The court then offered a new view of the source of the government’s claimed power to deport. Instead of situating it in the terms of section 265, the court read that provision alongside a arrangement of the Immigration and Nationality Act (INA) which makes non-nationals deportable if they are present “in violation of [the INA] or any other law of the United States. The court held that a person who “enters” the United States (in the language of Section 265) without valid entry documents “is present in violation” of the CDC order. But the INA provision they rely on applies only to people who have already been admitted, unlike complainants who are “arriving” rather than “admitted” non-nationals.

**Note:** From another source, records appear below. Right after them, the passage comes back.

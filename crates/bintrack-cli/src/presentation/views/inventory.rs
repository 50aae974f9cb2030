use std::fmt;

use crate::presentation::formatters::{
    NOT_APPLICABLE, NOT_SET, escape_html, format_count, format_per_case, format_quantity, or_na,
};
use crate::presentation::view_models::{
    InventoryBody, InventoryViewModel, RecordRowViewModel, TotalsViewModel,
};

fn per_case_text(row: &RecordRowViewModel) -> String {
    row.qty_per_case
        .map(format_per_case)
        .unwrap_or_else(|| NOT_SET.to_string())
}

fn total_text(row: &RecordRowViewModel, separator: &str) -> String {
    row.total_quantity
        .map(|t| format_quantity(t, separator))
        .unwrap_or_else(|| NOT_APPLICABLE.to_string())
}

fn write_row(f: &mut fmt::Formatter, widths: &[usize; 6], line: [&str; 6]) -> fmt::Result {
    let text = format!(
        "{:<w0$}  {:<w1$}  {:<w2$}  {:>w3$}  {:>w4$}  {:>w5$}",
        line[0],
        line[1],
        line[2],
        line[3],
        line[4],
        line[5],
        w0 = widths[0],
        w1 = widths[1],
        w2 = widths[2],
        w3 = widths[3],
        w4 = widths[4],
        w5 = widths[5],
    );
    writeln!(f, "{}", text.trim_end())
}

// --------------------------------------------------------
// Text View
// --------------------------------------------------------

pub struct InventoryView<'a> {
    data: &'a InventoryViewModel,
}

impl<'a> InventoryView<'a> {
    pub fn new(data: &'a InventoryViewModel) -> Self {
        Self { data }
    }

    fn render_summary(&self, f: &mut fmt::Formatter) -> fmt::Result {
        let Some(summary) = &self.data.summary else {
            return Ok(());
        };
        let sep = &self.data.separator;
        writeln!(
            f,
            "Total Cases: {} | Total Items: {} | Records: {}",
            format_count(summary.total_cases, sep),
            format_quantity(summary.total_items, sep),
            format_count(summary.record_count as i64, sep)
        )?;
        writeln!(f)
    }

    fn render_table(
        &self,
        f: &mut fmt::Formatter,
        rows: &[RecordRowViewModel],
        totals: &TotalsViewModel,
    ) -> fmt::Result {
        let sep = &self.data.separator;
        let cells: Vec<[String; 6]> = rows
            .iter()
            .map(|row| {
                [
                    row.id.to_string(),
                    or_na(row.bin_location.as_deref()).to_string(),
                    or_na(row.product.as_deref()).to_string(),
                    format_count(row.cases, sep),
                    per_case_text(row),
                    total_text(row, sep),
                ]
            })
            .collect();
        let footer = [
            String::new(),
            String::new(),
            "Totals".to_string(),
            format_count(totals.total_cases, sep),
            String::new(),
            format_quantity(totals.total_items, sep),
        ];
        let header = ["ID", "BIN LOCATION", "PRODUCT", "CASES", "QTY/CASE", "TOTAL"];

        let mut widths = header.map(|h| h.chars().count());
        for line in cells.iter().chain(std::iter::once(&footer)) {
            for (w, cell) in widths.iter_mut().zip(line) {
                *w = (*w).max(cell.chars().count());
            }
        }

        write_row(f, &widths, header)?;
        for line in &cells {
            write_row(f, &widths, line.each_ref().map(String::as_str))?;
        }
        let rule: usize = widths.iter().sum::<usize>() + 2 * (widths.len() - 1);
        writeln!(f, "{}", "-".repeat(rule))?;
        write_row(f, &widths, footer.each_ref().map(String::as_str))
    }

    fn render_cards(&self, f: &mut fmt::Formatter, cards: &[RecordRowViewModel]) -> fmt::Result {
        let sep = &self.data.separator;
        for (i, card) in cards.iter().enumerate() {
            if i > 0 {
                writeln!(f)?;
            }
            writeln!(
                f,
                "[{}] {} (#{})",
                or_na(card.bin_location.as_deref()),
                or_na(card.product.as_deref()),
                card.id
            )?;
            writeln!(f, "  Case Quantity:  {}", format_count(card.cases, sep))?;
            writeln!(f, "  Qty per Case:   {}", per_case_text(card))?;
            writeln!(f, "  Total Quantity: {}", total_text(card, sep))?;
            writeln!(f, "  Actions: Edit | Adjust | Delete")?;
        }
        Ok(())
    }
}

impl<'a> fmt::Display for InventoryView<'a> {
    fn fmt(&self, f: &mut fmt::Formatter) -> fmt::Result {
        match &self.data.body {
            InventoryBody::Empty { message } => writeln!(f, "{}", message),
            InventoryBody::Table { rows, totals } => {
                self.render_summary(f)?;
                self.render_table(f, rows, totals)
            }
            InventoryBody::Cards { cards } => {
                self.render_summary(f)?;
                self.render_cards(f, cards)
            }
        }
    }
}

// --------------------------------------------------------
// Markup View
// --------------------------------------------------------

/// HTML fragment of the inventory region. Record text is always escaped.
pub struct InventoryMarkupView<'a> {
    data: &'a InventoryViewModel,
}

impl<'a> InventoryMarkupView<'a> {
    pub fn new(data: &'a InventoryViewModel) -> Self {
        Self { data }
    }

    fn per_case_cell(row: &RecordRowViewModel) -> String {
        match row.qty_per_case {
            Some(q) => format_per_case(q),
            None => format!("<span class=\"muted\">{}</span>", NOT_SET),
        }
    }

    fn total_cell(&self, row: &RecordRowViewModel) -> String {
        match row.total_quantity {
            Some(t) => escape_html(&format_quantity(t, &self.data.separator)),
            None => format!("<span class=\"muted\">{}</span>", NOT_APPLICABLE),
        }
    }

    fn actions(f: &mut fmt::Formatter, id: i64) -> fmt::Result {
        for (action, label) in [("edit", "Edit"), ("adjust", "Adjust"), ("delete", "Delete")] {
            writeln!(
                f,
                "<button class=\"btn btn-small\" data-action=\"{}\" data-id=\"{}\">{}</button>",
                action, id, label
            )?;
        }
        Ok(())
    }

    fn render_summary(&self, f: &mut fmt::Formatter) -> fmt::Result {
        let Some(summary) = &self.data.summary else {
            return Ok(());
        };
        let sep = &self.data.separator;
        writeln!(f, "<div class=\"summary\">")?;
        for (label, value) in [
            ("Total Cases", format_count(summary.total_cases, sep)),
            ("Total Items", format_quantity(summary.total_items, sep)),
            ("Records", format_count(summary.record_count as i64, sep)),
        ] {
            writeln!(
                f,
                "<div class=\"summary-item\"><span class=\"summary-label\">{}</span><span class=\"summary-value\">{}</span></div>",
                label,
                escape_html(&value)
            )?;
        }
        writeln!(f, "</div>")
    }

    fn render_table(
        &self,
        f: &mut fmt::Formatter,
        rows: &[RecordRowViewModel],
        totals: &TotalsViewModel,
    ) -> fmt::Result {
        let sep = &self.data.separator;
        writeln!(f, "<table class=\"inventory-table\">")?;
        writeln!(
            f,
            "<thead><tr><th>Bin Location</th><th>Product Name</th><th>Case Quantity</th><th>Qty per Case</th><th>Total Quantity</th><th>Actions</th></tr></thead>"
        )?;
        writeln!(f, "<tbody>")?;
        for row in rows {
            writeln!(f, "<tr data-id=\"{}\">", row.id)?;
            writeln!(
                f,
                "<td><strong>{}</strong></td>",
                escape_html(or_na(row.bin_location.as_deref()))
            )?;
            writeln!(f, "<td>{}</td>", escape_html(or_na(row.product.as_deref())))?;
            writeln!(f, "<td>{}</td>", escape_html(&format_count(row.cases, sep)))?;
            writeln!(f, "<td>{}</td>", Self::per_case_cell(row))?;
            writeln!(f, "<td>{}</td>", self.total_cell(row))?;
            writeln!(f, "<td class=\"table-actions\">")?;
            Self::actions(f, row.id)?;
            writeln!(f, "</td>")?;
            writeln!(f, "</tr>")?;
        }
        writeln!(f, "</tbody>")?;
        writeln!(
            f,
            "<tfoot><tr class=\"totals-row\"><td colspan=\"2\"><strong>Totals:</strong></td><td><strong>{}</strong></td><td></td><td><strong>{}</strong></td><td></td></tr></tfoot>",
            escape_html(&format_count(totals.total_cases, sep)),
            escape_html(&format_quantity(totals.total_items, sep))
        )?;
        writeln!(f, "</table>")
    }

    fn render_cards(&self, f: &mut fmt::Formatter, cards: &[RecordRowViewModel]) -> fmt::Result {
        let sep = &self.data.separator;
        writeln!(f, "<div class=\"card-grid\">")?;
        for card in cards {
            writeln!(f, "<div class=\"record-card\" data-id=\"{}\">", card.id)?;
            writeln!(
                f,
                "<div class=\"card-header\"><div class=\"card-badge\">{}</div></div>",
                escape_html(or_na(card.bin_location.as_deref()))
            )?;
            writeln!(f, "<div class=\"card-body\">")?;
            writeln!(
                f,
                "<div class=\"card-title\">{}</div>",
                escape_html(or_na(card.product.as_deref()))
            )?;
            for (label, value) in [
                ("Case Quantity:", escape_html(&format_count(card.cases, sep))),
                ("Qty per Case:", Self::per_case_cell(card)),
                ("Total Quantity:", self.total_cell(card)),
            ] {
                writeln!(
                    f,
                    "<div class=\"card-info-row\"><span class=\"card-info-label\">{}</span><span class=\"card-info-value\">{}</span></div>",
                    label, value
                )?;
            }
            writeln!(f, "</div>")?;
            writeln!(f, "<div class=\"card-footer\">")?;
            Self::actions(f, card.id)?;
            writeln!(f, "</div>")?;
            writeln!(f, "</div>")?;
        }
        writeln!(f, "</div>")
    }
}

impl<'a> fmt::Display for InventoryMarkupView<'a> {
    fn fmt(&self, f: &mut fmt::Formatter) -> fmt::Result {
        writeln!(
            f,
            "<section class=\"inventory\" data-view=\"{}\">",
            self.data.view
        )?;
        match &self.data.body {
            InventoryBody::Empty { message } => {
                writeln!(f, "<div class=\"empty-state\">{}</div>", escape_html(message))?;
            }
            InventoryBody::Table { rows, totals } => {
                self.render_summary(f)?;
                self.render_table(f, rows, totals)?;
            }
            InventoryBody::Cards { cards } => {
                self.render_summary(f)?;
                self.render_cards(f, cards)?;
            }
        }
        writeln!(f, "</section>")
    }
}

#[cfg(test)]
mod tests {
    use super::*;
    use crate::presentation::presenters::present_inventory;
    use bintrack_testing::fixtures::{self, RecordBuilder};
    use bintrack_types::{Record, ViewKind};

    fn render(records: &[Record], view: ViewKind, markup: bool) -> String {
        let subset: Vec<&Record> = records.iter().collect();
        let vm = present_inventory(&subset, view, "", ",");
        if markup {
            InventoryMarkupView::new(&vm).to_string()
        } else {
            InventoryView::new(&vm).to_string()
        }
    }

    #[test]
    fn test_single_card_text() {
        let records = vec![
            RecordBuilder::new(1)
                .bin("A-01")
                .product("0001", "Whole Milk")
                .per_case(1250.0)
                .cases(2)
                .build(),
        ];
        insta::assert_snapshot!(render(&records, ViewKind::Card, false), @r"
        Total Cases: 2 | Total Items: 2,500 | Records: 1

        [A-01] Whole Milk (#1)
          Case Quantity:  2
          Qty per Case:   1250
          Total Quantity: 2,500
          Actions: Edit | Adjust | Delete
        ");
    }

    #[test]
    fn test_table_text_has_totals_row() {
        let text = render(&fixtures::records(), ViewKind::Table, false);
        let lines: Vec<&str> = text.lines().collect();

        assert_eq!(lines[0], "Total Cases: 8 | Total Items: 24 | Records: 3");
        assert!(lines[2].starts_with("ID  BIN LOCATION  PRODUCT"));
        assert!(text.contains("Not Set"));
        assert!(text.contains('—'));
        assert!(lines.last().is_some_and(|l| l.contains("Totals") && l.ends_with("24")));
    }

    #[test]
    fn test_card_text_has_no_totals_row() {
        let text = render(&fixtures::records(), ViewKind::Card, false);
        assert!(text.starts_with("Total Cases: 8 | Total Items: 24 | Records: 3"));
        assert!(!text.contains("Totals"));
        assert!(text.contains("[COLD-1] Butter (#3)"));
    }

    #[test]
    fn test_empty_is_placeholder_only() {
        let text = render(&[], ViewKind::Table, false);
        assert_eq!(text, "No records found\n");

        let html = render(&[], ViewKind::Card, true);
        assert!(html.contains("<div class=\"empty-state\">No records found</div>"));
        assert!(!html.contains("summary"));
        assert!(!html.contains("<table"));
    }

    #[test]
    fn test_markup_escapes_record_text() {
        let records = vec![
            RecordBuilder::new(5)
                .bin("A&B")
                .product("0005", "<script>alert(1)</script>")
                .cases(1)
                .build(),
        ];
        for view in [ViewKind::Table, ViewKind::Card] {
            let html = render(&records, view, true);
            assert!(html.contains("&lt;script&gt;alert(1)&lt;/script&gt;"));
            assert!(html.contains("A&amp;B"));
            assert!(!html.contains("<script>"));
        }
    }

    #[test]
    fn test_markup_totals_only_in_table() {
        let table = render(&fixtures::records(), ViewKind::Table, true);
        assert!(table.contains("<tfoot>"));
        assert!(table.contains("<strong>Totals:</strong>"));

        let cards = render(&fixtures::records(), ViewKind::Card, true);
        assert!(!cards.contains("<tfoot>"));
        assert!(cards.contains("<div class=\"card-footer\">"));
        assert!(cards.contains("<span class=\"summary-value\">24</span>"));
    }

    #[test]
    fn test_unset_case_size_renders_markers() {
        let records = vec![RecordBuilder::new(2).bin("A-02").per_case(0.0).cases(5).build()];
        let html = render(&records, ViewKind::Table, true);
        assert!(html.contains("<span class=\"muted\">Not Set</span>"));
        assert!(html.contains("<span class=\"muted\">—</span>"));
        assert!(html.contains("<td><strong>A-02</strong></td>\n<td>N/A</td>"));
    }

    #[test]
    fn test_custom_separator() {
        let records = vec![RecordBuilder::new(1).per_case(100.0).cases(1500).build()];
        let subset: Vec<&Record> = records.iter().collect();
        let vm = present_inventory(&subset, ViewKind::Card, "", ".");
        let text = InventoryView::new(&vm).to_string();
        assert!(text.contains("Total Items: 150.000"));
        assert!(text.contains("Case Quantity:  1.500"));
    }
}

The tribunal, however, sided with the plaintiffs in determining that refugee law likely limits this power. Specifically, 8 USC § 1231(b)(3)(A)which codifies U.S. obligations under the Refugee Convention, prohibits the federal government from deporting non-citizens to places where they would be at risk of torture or persecution on the basis of characteristics such as race or religion. This provision imposes a mandatory obligation preventing the executive from deporting non-nationals to such places, not merely a discretionary power to suspend deportation.

The DC Circuit thus awarded both sides a partial victory, finding the fair factors considered in a preliminary injunction to favor plaintiffs and concluding that the district court had not abused its discretion.

As proceedings continue in district court, a key question remains whether the CDC’s order violates non-citizen law right to seek asylum. Under 8 USC § 1158(a), Congress provides that any noncitizen, regardless of status or mode of entry, is eligible to seek asylum. The DC Circuit questioned whether the CDC order violated this provision. The district court could also question whether the CDC’s order is “arbitrary and capricious” in violation of the APA, given that plaintiffs claim there is no good faith public health justification. .

The DC Circuit invited the District Court to consider whether the Executive has inherent executive power to evict non-citizens outside the terms of Section 265. If the District Court finds an opportunity to consider the matter, much less to announce and develop such a power in this case, remains to be seen.

In the days following the Huisha-Huisha decision has been made, the Biden administration would have started considering cancellation of the policy. Much more 1 million evictions later, such a decision is widely seen as long overdue.